Bundesministerin Mag. GASTINGER sprach ebenfalls die hohen finanziellen Kosten bei nicht rechtzeitiger Umsetzung der EU-Richtlinie und das anhängige Verfahren vor dem VfGH, das geltende Übernahmerecht betreffend, an. In Richtung SPÖ betonte sie, die Kleinaktionäre würden nun wie die Großaktionäre ausbezahlt, nachdem die Abschläge abgeschafft werden. Sie könne auch niemanden bevormunden und zwingen, zur Hauptversammlung zu gehen, weshalb sie auch ablehne, die Mengenschwelle von der Präsenz in der Hauptversammlung abhängig zu machen. Gastinger begründete die Neuregelungen unter anderem mit dem Argument, es sei eine Entscheidung zu treffen gewesen, materielle Kontrollbegriffe festzusetzen, zumal man auch für die Sicherheit der Investoren sorgen müsse. Um österreichische Kernaktionäre zu stärken, habe man die Mengenschwelle mit 26 % festgesetzt. Kritisch äußerte sich die Ministerin auch zur Übernahmekommission, die man 1999 mit viel Macht ausgestattet habe. Aus ihrer Sicht sei es rechtspolitisch problematisch, Wirtschaftstreibende nur einer einzigen Entscheidungsinstanz auszuliefern.

Bundesrätin Dr. LICHTENECKER (G) wies auf verfassungsrechtliche Bedenken gegen das Übernahmerechts-Änderungsgesetz hin.
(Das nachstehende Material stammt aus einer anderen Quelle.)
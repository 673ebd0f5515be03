//! Declarative role grants and the per-session access guard.
//!
//! # Invariants
//! - Lookups are available to every role; selection lists feed other forms.
//! - Admin may invoke every operation.
//! - Student may invoke view operations only.
//! - Alumni may invoke every operation of the Alumni, Education and
//!   Mentorship groups.
//! - The guard is checked before validation and before any store call.

use crate::policy::operation::{Operation, OperationGroup, OperationKind};
use crate::policy::role::Role;
use log::warn;
use std::collections::BTreeMap;
use std::error::Error;
use std::fmt::{Display, Formatter};
use uuid::Uuid;

const ALUMNI_GROUPS: &[OperationGroup] = &[
    OperationGroup::Mentorship,
    OperationGroup::Education,
    OperationGroup::Alumni,
];

#[derive(Debug, Clone, Copy)]
enum Grant {
    Everything,
    ViewOnly,
    Groups(&'static [OperationGroup]),
}

fn grant_for(role: Role) -> Grant {
    match role {
        Role::Admin => Grant::Everything,
        Role::Student => Grant::ViewOnly,
        Role::Alumni => Grant::Groups(ALUMNI_GROUPS),
    }
}

/// Stateless role policy over the operation catalogue.
pub struct RolePolicy;

impl RolePolicy {
    /// Returns whether `role` may invoke `operation`.
    pub fn permits(role: Role, operation: Operation) -> bool {
        if operation.kind() == OperationKind::Lookup {
            return true;
        }

        match grant_for(role) {
            Grant::Everything => true,
            Grant::ViewOnly => operation.kind() == OperationKind::View,
            Grant::Groups(groups) => groups.contains(&operation.group()),
        }
    }

    /// Builds the full capability table of `role`.
    pub fn capabilities(role: Role) -> CapabilityTable {
        let entries = Operation::ALL
            .into_iter()
            .map(|operation| (operation, Self::permits(role, operation)))
            .collect();
        CapabilityTable { role, entries }
    }
}

/// Enabled/disabled state of every operation for one role.
///
/// Presentation layers use this to grey out affordances; enforcement itself
/// happens in [`AccessGuard::check`].
#[derive(Debug, Clone, PartialEq, Eq)]
pub struct CapabilityTable {
    role: Role,
    entries: BTreeMap<Operation, bool>,
}

impl CapabilityTable {
    pub fn role(&self) -> Role {
        self.role
    }

    pub fn is_enabled(&self, operation: Operation) -> bool {
        self.entries.get(&operation).copied().unwrap_or(false)
    }

    pub fn iter(&self) -> impl Iterator<Item = (Operation, bool)> + '_ {
        self.entries
            .iter()
            .map(|(operation, enabled)| (*operation, *enabled))
    }

    pub fn enabled(&self) -> Vec<Operation> {
        self.iter()
            .filter_map(|(operation, enabled)| enabled.then_some(operation))
            .collect()
    }

    pub fn disabled(&self) -> Vec<Operation> {
        self.iter()
            .filter_map(|(operation, enabled)| (!enabled).then_some(operation))
            .collect()
    }
}

/// Copyable authorization handle handed to every domain service.
#[derive(Debug, Clone, Copy, PartialEq, Eq)]
pub struct AccessGuard {
    role: Role,
    session_id: Uuid,
}

impl AccessGuard {
    pub fn new(role: Role, session_id: Uuid) -> Self {
        Self { role, session_id }
    }

    pub fn role(&self) -> Role {
        self.role
    }

    pub fn session_id(&self) -> Uuid {
        self.session_id
    }

    /// Fails with [`PolicyError::OperationDenied`] when the role lacks `operation`.
    pub fn check(&self, operation: Operation) -> Result<(), PolicyError> {
        if RolePolicy::permits(self.role, operation) {
            return Ok(());
        }

        warn!(
            "event=operation_denied module=policy status=denied session_id={} role={} operation={}",
            self.session_id, self.role, operation
        );
        Err(PolicyError::OperationDenied {
            role: self.role,
            operation,
        })
    }
}

/// Domain-layer authorization errors.
#[derive(Debug, Clone, PartialEq, Eq)]
pub enum PolicyError {
    OperationDenied { role: Role, operation: Operation },
}

impl Display for PolicyError {
    fn fmt(&self, f: &mut Formatter<'_>) -> std::fmt::Result {
        match self {
            Self::OperationDenied { role, operation } => write!(
                f,
                "role `{role}` is not allowed to perform `{}` ({operation})",
                operation.label()
            ),
        }
    }
}

impl Error for PolicyError {}

#[cfg(test)]
mod tests {
    use super::{AccessGuard, PolicyError, RolePolicy};
    use crate::policy::operation::{Operation, OperationGroup, OperationKind};
    use crate::policy::role::Role;
    use uuid::Uuid;

    #[test]
    fn admin_is_unrestricted() {
        let table = RolePolicy::capabilities(Role::Admin);
        assert!(table.disabled().is_empty());
        assert_eq!(table.enabled().len(), Operation::ALL.len());
    }

    #[test]
    fn student_keeps_view_and_lookup_only() {
        let table = RolePolicy::capabilities(Role::Student);
        for (operation, enabled) in table.iter() {
            assert_eq!(
                enabled,
                operation.kind() != OperationKind::Write,
                "{operation}"
            );
        }
    }

    #[test]
    fn alumni_keeps_alumni_education_and_mentorship_groups() {
        let table = RolePolicy::capabilities(Role::Alumni);
        assert!(table.is_enabled(Operation::DeleteAlumni));
        assert!(table.is_enabled(Operation::AddEducation));
        assert!(table.is_enabled(Operation::EndMentorship));
        assert!(table.is_enabled(Operation::LookupStudents));
        assert!(!table.is_enabled(Operation::ViewEvents));
        assert!(!table.is_enabled(Operation::AddStudent));

        for operation in table.disabled() {
            assert!(!matches!(
                operation.group(),
                OperationGroup::Alumni | OperationGroup::Education | OperationGroup::Mentorship
            ));
        }
    }

    #[test]
    fn guard_reports_role_and_operation_on_denial() {
        let guard = AccessGuard::new(Role::Student, Uuid::new_v4());
        guard
            .check(Operation::ViewAlumni)
            .expect("view stays allowed");

        let err = guard
            .check(Operation::DeleteAlumni)
            .expect_err("delete must be denied");
        assert_eq!(
            err,
            PolicyError::OperationDenied {
                role: Role::Student,
                operation: Operation::DeleteAlumni,
            }
        );
        assert!(err.to_string().contains("Delete Alumni"));
    }

    #[test]
    fn guard_decisions_are_stable_across_repeated_checks() {
        let guard = AccessGuard::new(Role::Alumni, Uuid::new_v4());
        for _ in 0..3 {
            guard
                .check(Operation::StartMentorship)
                .expect("mentorship remains allowed");
            guard
                .check(Operation::AddEvent)
                .expect_err("events remain denied");
        }
    }
}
Zudem fürchtet sie, dass die Neuregelung eine Schlechterstellung für Kleinaktionäre zur Folge hat und die Kontrolle von Unternehmensübernahmen erschwert.

Bei der Abstimmung erhob der Bundesrat mit S-G-Mehrheit Einspruch gegen das Übernahmerechts-Änderungsgesetz 2006.

Unter einem wurden verhandelt: die 27. KFG-Novelle und ein Straßentunnel-Sicherheitsgesetz.

Bundesrat WIESENEGG (S) zeigte sich über die vorgesehene Winterreifenpflicht für Lkw erfreut. Er äußerte allerdings Bedauern darüber, dass diese lediglich vom 15. November bis 15. März gelten solle, und meinte, man sollte sich überlegen, diese Frist bis zum 15. April auszudehnen.

Bundesrat MAYER (V) begrüßte die vorgesehene Verbesserung der Sicherheitsstandards von Straßentunnel und betonte, Österreich gehe damit über die Vorgaben der EU hinaus, weil auch Schnellstraßen einbezogen würden. Die vorgesehenen Adaptierungen verursachten zwar hohe Kosten, skizzierte er, sie führten aber zu einer enormen Verbesserung der Verkehrssicherheit.

Bundesrätin KERSCHBAUM (G) kündigte die Zustimmung der Grünen zu beiden Gesetzesvorlagen an. Sie fragte sich aber, warum man die Kettenmitnahmepflicht für Lkw nicht schon früher eingeführt habe. Gleichzeitig forderte sie, die Winterreifenpflicht auch entsprechend zu kontrollieren. Zum Straßentunnel-Sicherheitsgesetz merkte Kerschbaum an, sie verstehe die vorgesehenen Übergangsbestimmungen für einige Projekte nicht.

Der Bundesrat erhob gegen beide Gesetzesvorlagen einhellig keinen Einspruch. (Forts.)